*** Opening Data section ***
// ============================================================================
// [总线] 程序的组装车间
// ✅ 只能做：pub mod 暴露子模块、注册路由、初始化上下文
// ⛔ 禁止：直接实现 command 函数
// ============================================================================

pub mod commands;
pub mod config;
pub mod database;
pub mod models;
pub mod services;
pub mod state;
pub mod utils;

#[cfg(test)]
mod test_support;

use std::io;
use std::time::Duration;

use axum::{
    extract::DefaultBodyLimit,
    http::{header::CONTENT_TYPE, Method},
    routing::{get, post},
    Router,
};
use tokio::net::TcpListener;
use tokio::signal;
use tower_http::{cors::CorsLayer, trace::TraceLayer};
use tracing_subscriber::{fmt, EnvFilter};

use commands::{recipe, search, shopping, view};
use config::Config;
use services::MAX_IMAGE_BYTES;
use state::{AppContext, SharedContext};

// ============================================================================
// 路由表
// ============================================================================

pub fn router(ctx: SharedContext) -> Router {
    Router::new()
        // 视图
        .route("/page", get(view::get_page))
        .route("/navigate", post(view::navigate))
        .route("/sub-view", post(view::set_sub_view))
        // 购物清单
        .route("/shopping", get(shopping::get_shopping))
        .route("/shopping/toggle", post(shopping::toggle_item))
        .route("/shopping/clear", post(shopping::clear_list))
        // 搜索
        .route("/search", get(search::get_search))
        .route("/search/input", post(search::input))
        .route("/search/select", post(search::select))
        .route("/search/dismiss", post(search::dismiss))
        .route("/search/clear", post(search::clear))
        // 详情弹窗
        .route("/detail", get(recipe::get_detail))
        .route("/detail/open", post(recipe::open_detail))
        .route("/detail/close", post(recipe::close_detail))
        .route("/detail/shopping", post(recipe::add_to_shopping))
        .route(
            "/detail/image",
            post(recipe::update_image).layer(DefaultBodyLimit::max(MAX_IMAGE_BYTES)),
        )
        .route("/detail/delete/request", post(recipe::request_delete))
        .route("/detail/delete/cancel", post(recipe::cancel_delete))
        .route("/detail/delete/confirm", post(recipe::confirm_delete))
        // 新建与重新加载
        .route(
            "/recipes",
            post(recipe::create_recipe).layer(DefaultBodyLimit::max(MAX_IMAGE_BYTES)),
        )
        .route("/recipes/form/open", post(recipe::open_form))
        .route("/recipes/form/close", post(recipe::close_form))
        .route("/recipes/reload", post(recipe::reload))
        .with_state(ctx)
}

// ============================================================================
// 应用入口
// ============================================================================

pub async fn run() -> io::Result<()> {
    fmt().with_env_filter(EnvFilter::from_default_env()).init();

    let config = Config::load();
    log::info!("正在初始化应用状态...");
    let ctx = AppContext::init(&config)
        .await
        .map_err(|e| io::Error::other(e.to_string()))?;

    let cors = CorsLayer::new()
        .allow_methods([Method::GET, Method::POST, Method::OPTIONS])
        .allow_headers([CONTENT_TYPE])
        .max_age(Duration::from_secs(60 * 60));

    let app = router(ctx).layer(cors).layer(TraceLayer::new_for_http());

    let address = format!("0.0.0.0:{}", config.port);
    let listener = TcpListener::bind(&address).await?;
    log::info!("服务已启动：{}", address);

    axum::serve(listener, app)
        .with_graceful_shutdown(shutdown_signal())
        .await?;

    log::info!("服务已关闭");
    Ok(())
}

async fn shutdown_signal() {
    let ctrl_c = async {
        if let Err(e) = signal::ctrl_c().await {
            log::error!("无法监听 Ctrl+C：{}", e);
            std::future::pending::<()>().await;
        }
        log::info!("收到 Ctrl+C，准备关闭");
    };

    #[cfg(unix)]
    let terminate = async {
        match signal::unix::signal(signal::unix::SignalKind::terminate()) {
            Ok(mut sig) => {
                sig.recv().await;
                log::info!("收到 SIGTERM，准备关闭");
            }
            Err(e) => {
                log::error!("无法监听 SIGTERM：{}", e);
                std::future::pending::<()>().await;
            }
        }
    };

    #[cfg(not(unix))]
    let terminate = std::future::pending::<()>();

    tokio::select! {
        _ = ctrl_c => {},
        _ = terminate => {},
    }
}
*** Closing Data section ***
▶ **Exercise objective**
Every line in the material above that has the word "TcpListener" should be copied.

▶ **Task answer**
use tokio::net::TcpListener;
    let listener = TcpListener::bind(&address).await?;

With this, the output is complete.